With respect to increasing gas storage, this has been one of the most sought after opportunities in the last 5+ years. But there have been significant road blocks. Only certain reservoirs are suitable for NG storage. And this number is limited. Complicating the effort even further is that many such sites are in the Gulf coast region. Adding storage here does little to alleviate demand out side the region due to the transportation bottle neck. Even where potential storage reservoirs are close to the end users it isn’t a sure thing. If the sites are distant to the pipeline system it adds a huge cost factor to make the connection. Additionally, building the new pipeline connections take a considerable amount of time. This adds considerably to the risk of predicting future demand/pricing. And even when conditions are favorable, NG storage is an expensive proposition to initiate. A certain volume of “bunker gas” is needed. This is the volume of gas that will never be produced as long as the facility is operating. A NG storage of significant size night require 10 bcf of such gas or more. At $10/mcf this would tie up $100 million of capital indefinitely.
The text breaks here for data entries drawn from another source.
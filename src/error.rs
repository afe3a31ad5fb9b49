//! Error types for the Stellaris stats ingester.

use std::path::PathBuf;

use thiserror::Error;

/// Ingester error type.
#[derive(Error, Debug)]
pub enum Error {
    #[error("IO error: {0}")]
    Io(#[from] std::io::Error),

    #[error("JSON error: {0}")]
    Json(#[from] serde_json::Error),

    #[error("Database error: {0}")]
    Database(#[from] rusqlite::Error),

    #[error("Archive error: {0}")]
    Archive(#[from] zip::result::ZipError),

    #[error("Config parse error: {0}")]
    ConfigParse(#[from] toml::de::Error),

    #[error("Invalid config value for {key}: {value}")]
    ConfigValue { key: &'static str, value: String },

    #[error("gamestate entry not found in archive {0}")]
    GamestateEntryNotFound(PathBuf),

    #[error("Save file not found: {0}")]
    SaveNotFound(PathBuf),

    #[error("Decode error: {0}")]
    Decode(#[from] jomini::Error),

    #[error("Invalid game date: {0}")]
    InvalidDate(String),

    #[error("Gamestate document is missing required field: {0}")]
    MissingField(&'static str),

    #[error("No gamestate for save '{save}' on {date}")]
    SnapshotNotFound { save: String, date: String },

    #[error("Gamestate not found: {0}")]
    GamestateNotFound(i64),

    #[error("Ingestion task failed: {0}")]
    Task(#[from] tokio::task::JoinError),

    #[error("Event publish error: {0}")]
    Publish(String),
}
//! Row-count verification.
//!
//! Expected counts are recomputed straight from the stored document with
//! their own validation rules, independent of the extractor projections, so
//! a gating regression in an extractor shows up as a mismatch.

use std::collections::BTreeSet;

use serde_json::{Map, Value};
use tracing::{debug, info};

use crate::db::{Database, RowCounts, BUDGET_RESOURCE_COLUMNS, EXTRACTED_TABLES};
use crate::error::Error;
use crate::extract::canonical_country_id;

#[derive(Debug, Clone, PartialEq, Eq)]
pub struct Mismatch {
    pub gamestate_id: i64,
    pub table: &'static str,
    pub expected: i64,
    pub actual: i64,
}

#[derive(Debug, Default, Clone)]
pub struct VerifyReport {
    pub verified: usize,
    pub mismatches: Vec<Mismatch>,
}

impl VerifyReport {
    pub fn is_ok(&self) -> bool {
        self.mismatches.is_empty()
    }
}

fn number_or_absent(value: Option<&Value>) -> bool {
    matches!(value, None | Some(Value::Null | Value::Number(_)))
}

fn integer_or_absent(value: Option<&Value>) -> bool {
    match value {
        None | Some(Value::Null) => true,
        Some(value) => value.as_i64().is_some(),
    }
}

fn bool_or_absent(value: Option<&Value>) -> bool {
    matches!(value, None | Some(Value::Null | Value::Bool(_)))
}

/// Items of a lenient list field, or `None` when the field is malformed.
fn list_items(value: Option<&Value>) -> Option<Vec<&Value>> {
    match value {
        None | Some(Value::Null) => Some(Vec::new()),
        Some(Value::Array(items)) => Some(items.iter().collect()),
        Some(Value::Object(fields)) if fields.is_empty() => Some(Vec::new()),
        Some(single) => Some(vec![single]),
    }
}

fn integer_list(value: Option<&Value>) -> Option<Vec<i64>> {
    list_items(value)?.into_iter().map(Value::as_i64).collect()
}

/// Planet ids with a well-formed `coordinate` block.
fn planets_with_coordinates(doc: &Value) -> Vec<i64> {
    let Some(planets) = doc.pointer("/planets/planet").and_then(Value::as_object) else {
        return Vec::new();
    };
    planets
        .iter()
        .filter_map(|(key, planet)| {
            let coordinate = planet.get("coordinate")?.as_object()?;
            let valid = coordinate.get("x").is_some_and(Value::is_number)
                && coordinate.get("y").is_some_and(Value::is_number)
                && integer_or_absent(coordinate.get("origin"));
            if valid {
                key.parse::<i64>().ok()
            } else {
                None
            }
        })
        .collect()
}

/// Owned planet ids of a country block that would be persisted, or `None`
/// when the block fails validation.
fn valid_country(country: &Value) -> Option<Vec<i64>> {
    let fields = country.as_object()?;
    let valid = integer_or_absent(fields.get("capital"))
        && integer_list(fields.get("controlled_planets")).is_some()
        && ["military_power", "economy_power", "tech_power"]
            .iter()
            .all(|key| number_or_absent(fields.get(*key)));
    if !valid {
        return None;
    }
    integer_list(fields.get("owned_planets"))
}

fn budget_entry_is_valid(entry: &Value) -> bool {
    entry.as_object().is_some_and(|fields| {
        BUDGET_RESOURCE_COLUMNS
            .iter()
            .all(|column| number_or_absent(fields.get(*column)))
    })
}

fn count_budget_entries(player: &Map<String, Value>) -> usize {
    let Some(month) = player
        .get("budget")
        .and_then(|budget| budget.get("current_month"))
        .and_then(Value::as_object)
    else {
        return 0;
    };
    ["income", "expenses", "balance"]
        .iter()
        .filter_map(|category_type| month.get(*category_type).and_then(Value::as_object))
        .flat_map(|categories| categories.values())
        .filter(|entry| budget_entry_is_valid(entry))
        .count()
}

/// Distinct modifier types of a relation block, or `None` when the block
/// fails validation.
fn valid_relation(relation: &Value) -> Option<(String, usize)> {
    let fields = relation.as_object()?;
    let target = match fields.get("country") {
        Some(country @ Value::Number(_)) => canonical_country_id(country)?,
        _ => return None,
    };
    let valid = ["relation_current", "trust", "threat", "border_range"]
        .iter()
        .all(|key| number_or_absent(fields.get(*key)))
        && ["hostile", "contact", "communications"]
            .iter()
            .all(|key| bool_or_absent(fields.get(*key)));
    if !valid {
        return None;
    }

    let mut modifier_types = BTreeSet::new();
    for modifier in list_items(fields.get("modifier"))? {
        let modifier_type = modifier.get("modifier")?.as_str()?;
        modifier.get("value").filter(|value| value.is_number())?;
        modifier_types.insert(modifier_type);
    }
    Some((target, modifier_types.len()))
}

fn relation_blocks(raw: &Value) -> Vec<&Value> {
    let entries: Vec<&Value> = match raw {
        Value::Array(items) => items.iter().collect(),
        Value::Object(fields) if fields.contains_key("country") => vec![raw],
        Value::Object(fields) => fields.values().collect(),
        _ => Vec::new(),
    };
    entries
        .into_iter()
        .map(|entry| entry.get("value").unwrap_or(entry))
        .collect()
}

/// Rows ingestion should have written for `doc`.
pub fn expected_counts(doc: &Value) -> RowCounts {
    let coordinate_rows = planets_with_coordinates(doc);
    let coordinates: BTreeSet<i64> = coordinate_rows.iter().copied().collect();

    let mut empires = BTreeSet::new();
    let mut empire_planets = 0;
    if let Some(countries) = doc.get("country").and_then(Value::as_object) {
        for (country_id, country) in countries {
            let Some(owned) = valid_country(country) else {
                continue;
            };
            empires.insert(country_id.as_str());
            let owned: BTreeSet<i64> = owned.into_iter().collect();
            empire_planets += owned.iter().filter(|planet| coordinates.contains(planet)).count();
        }
    }

    let player = doc
        .get("player")
        .and_then(Value::as_array)
        .and_then(|players| players.first())
        .and_then(|player| player.get("country"))
        .and_then(canonical_country_id)
        .and_then(|id| {
            let record = doc.get("country")?.get(&id)?.as_object()?;
            Some((id, record))
        });

    let mut budget_entries = 0;
    let mut relations = 0;
    let mut modifiers = 0;
    if let Some((player_id, record)) = player {
        budget_entries = count_budget_entries(record);

        let raw = record
            .get("relations_manager")
            .and_then(|manager| manager.get("relation"))
            .filter(|raw| !raw.is_null());
        if let (Some(raw), true) = (raw, empires.contains(player_id.as_str())) {
            let mut targets = BTreeSet::new();
            for (target, modifier_types) in relation_blocks(raw).into_iter().filter_map(valid_relation) {
                if empires.contains(target.as_str()) && targets.insert(target) {
                    relations += 1;
                    modifiers += modifier_types;
                }
            }
        }
    }

    let mut counts = RowCounts::new();
    counts.insert("budget_category", budget_entries as i64);
    counts.insert("budget_entry", budget_entries as i64);
    counts.insert("planet_coordinate", coordinate_rows.len() as i64);
    counts.insert("empire", empires.len() as i64);
    counts.insert("empire_planet", empire_planets as i64);
    counts.insert("diplomatic_relation", relations as i64);
    counts.insert("opinion_modifier", modifiers as i64);
    counts
}

/// Compare expected and persisted counts for `gamestate_ids`, or for every
/// stored gamestate when the list is empty.
pub fn verify_row_counts(db: &Database, gamestate_ids: &[i64]) -> Result<VerifyReport, Error> {
    let ids = if gamestate_ids.is_empty() {
        db.list_gamestate_ids()?
    } else {
        gamestate_ids.to_vec()
    };
    info!(gamestates = ids.len(), "Verifying row counts");

    let mut report = VerifyReport::default();
    for gamestate_id in ids {
        let doc = db.load_gamestate_data(gamestate_id)?;
        let expected = expected_counts(&doc);
        let actual = db.count_rows(gamestate_id)?;

        for table in EXTRACTED_TABLES {
            let expected = expected.get(table).copied().unwrap_or(0);
            let actual = actual.get(table).copied().unwrap_or(0);
            if expected != actual {
                report.mismatches.push(Mismatch {
                    gamestate_id,
                    table,
                    expected,
                    actual,
                });
            }
        }
        report.verified += 1;
        debug!(gamestate_id, "Verified gamestate");
    }
    Ok(report)
}

#[cfg(test)]
mod tests {
    use super::*;
    use serde_json::json;

    use crate::date::GameDate;
    use crate::db::insert_gamestate;
    use crate::ingest::populate_gamestate;

    fn document() -> Value {
        json!({
            "player": [{ "country": "0" }],
            "country": {
                "0": {
                    "owned_planets": [1, 2, 2],
                    "budget": { "current_month": { "income": { "a": { "energy": 1 }, "b": {} } } },
                    "relations_manager": { "relation": {
                        "x": { "value": { "country": 1, "modifier": [
                            { "modifier": "m", "value": 1 },
                            { "modifier": "m", "value": 2 },
                            { "modifier": "n", "value": 3 }
                        ] } },
                        "y": { "country": 9 }
                    } }
                },
                "1": { "owned_planets": [3] },
                "2": "none"
            },
            "planets": { "planet": {
                "1": { "coordinate": { "x": 0, "y": 0 } },
                "2": { "coordinate": { "x": 1, "y": 1 } },
                "3": {}
            } }
        })
    }

    #[test]
    fn test_expected_counts_apply_gating() {
        let counts = expected_counts(&document());
        assert_eq!(counts["budget_category"], 2);
        assert_eq!(counts["budget_entry"], 2);
        assert_eq!(counts["empire"], 2);
        assert_eq!(counts["diplomatic_relation"], 1);
        assert_eq!(counts["opinion_modifier"], 2);
        assert_eq!(counts["planet_coordinate"], 2);
        assert_eq!(counts["empire_planet"], 2);
    }

    #[test]
    fn test_expected_counts_reject_invalid_records() {
        let doc = json!({
            "player": [{ "country": 0 }],
            "country": {
                "0": {
                    "owned_planets": 1,
                    "budget": { "current_month": { "expenses": { "ok": { "alloys": null }, "bad": { "alloys": "x" } } } },
                    "relations_manager": { "relation": [
                        { "country": "1" },
                        { "country": 1, "hostile": 1 },
                        { "country": 1, "modifier": { "modifier": "m", "value": 1 } },
                        { "country": 1 },
                        { "country": 2 }
                    ] }
                },
                "1": { "capital": 2.5 },
                "2": { "military_power": "strong" },
                "3": { "controlled_planets": [1, "x"] }
            },
            "planets": { "planet": {
                "1": { "coordinate": { "x": 0, "y": 0, "origin": 4 } },
                "2": { "coordinate": { "x": "0", "y": 0 } },
                "sun": { "coordinate": { "x": 0, "y": 0 } }
            } }
        });

        let counts = expected_counts(&doc);
        assert_eq!(counts["budget_entry"], 1);
        assert_eq!(counts["empire"], 1);
        assert_eq!(counts["planet_coordinate"], 1);
        assert_eq!(counts["empire_planet"], 1);
        // Only country 0 passes validation, so no relation target is persisted.
        assert_eq!(counts["diplomatic_relation"], 0);
        assert_eq!(counts["opinion_modifier"], 0);
    }

    fn store(db: &mut Database, stored: &Value, extracted: &Value) -> i64 {
        let save_id = db.upsert_save("s", "S").unwrap();
        let tx = db.transaction().unwrap();
        let id = insert_gamestate(&tx, save_id, &GameDate::new(2200, 1, 1).unwrap(), stored).unwrap();
        populate_gamestate(&tx, id, extracted).unwrap();
        tx.commit().unwrap();
        id
    }

    fn stored_gamestate(db: &mut Database) -> i64 {
        let doc = document();
        store(db, &doc, &doc)
    }

    #[test]
    fn test_ingested_gamestate_verifies() {
        let mut db = Database::open_memory().unwrap();
        let id = stored_gamestate(&mut db);

        let report = verify_row_counts(&db, &[]).unwrap();
        assert_eq!(report.verified, 1);
        assert!(report.is_ok(), "{:?}", report.mismatches);

        let report = verify_row_counts(&db, &[id]).unwrap();
        assert!(report.is_ok());
    }

    #[test]
    fn test_missing_rows_reported() {
        let mut db = Database::open_memory().unwrap();
        let id = stored_gamestate(&mut db);
        db.conn()
            .execute("DELETE FROM empire_planet WHERE planet_id = 2", [])
            .unwrap();

        let report = verify_row_counts(&db, &[id]).unwrap();
        assert_eq!(
            report.mismatches,
            vec![Mismatch {
                gamestate_id: id,
                table: "empire_planet",
                expected: 2,
                actual: 1,
            }]
        );
    }

    #[test]
    fn test_extraction_drift_reported() {
        let stored = document();
        let mut extracted = document();
        extracted["planets"]["planet"]["3"] = json!({ "coordinate": { "x": 5, "y": 5 } });

        let mut db = Database::open_memory().unwrap();
        let id = store(&mut db, &stored, &extracted);

        let report = verify_row_counts(&db, &[id]).unwrap();
        assert_eq!(
            report.mismatches,
            vec![
                Mismatch {
                    gamestate_id: id,
                    table: "planet_coordinate",
                    expected: 2,
                    actual: 3,
                },
                Mismatch {
                    gamestate_id: id,
                    table: "empire_planet",
                    expected: 2,
                    actual: 3,
                },
            ]
        );
    }

    #[test]
    fn test_unknown_gamestate() {
        let db = Database::open_memory().unwrap();
        assert!(matches!(
            verify_row_counts(&db, &[7]),
            Err(Error::GamestateNotFound(7))
        ));
    }
}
A significant amount of tite NG sand production is still locked up in the western states due to lack of regional transportation lines. But advances on this front have been made over the last 5 + years.
But, as to the question of these plays being similar to the giant conventional gas plays of old, the simple answer is no…not even close. I’ve worked in some of those old fields where an individual well might produce 30 or 40 bcf over its life time. Cumulative production from some of the best UNG wells might approach this level but the vast majority will produced just several bcf of NG. The production profile of the typical UNG well is very different: a high initial rate with production dropping as much as 70% to 90% in just several years. This is why you’re seeing such an acceleration in new completions. (and given current NG prices these wells do generate a very acceptable, if short, rate of return). As wells drilled just 2 or 3 years ago start their steep decline rates the companies (especially the public one) must drill more wells to replace them. But as these newer wells begin their decline even more wells are needed to replace. Almost all the big UNG players are public companies. As outlined here earlier, these companies must show consistent y-o-y growth in reserve volume. This is how their stock is valued by most on Wall Street. This fact actually adds to the potential recoverable NG values. Even if NG prices were to drop to a level that a public company could only expect to just recover their capital cost they would have no choice but to continue drill as fast as their cash flow would allow. We may actually reach a point where NG prices won’t support continued development of UNG due to over supply conditions. But these periods will be relatively short lived as production rapidly declines.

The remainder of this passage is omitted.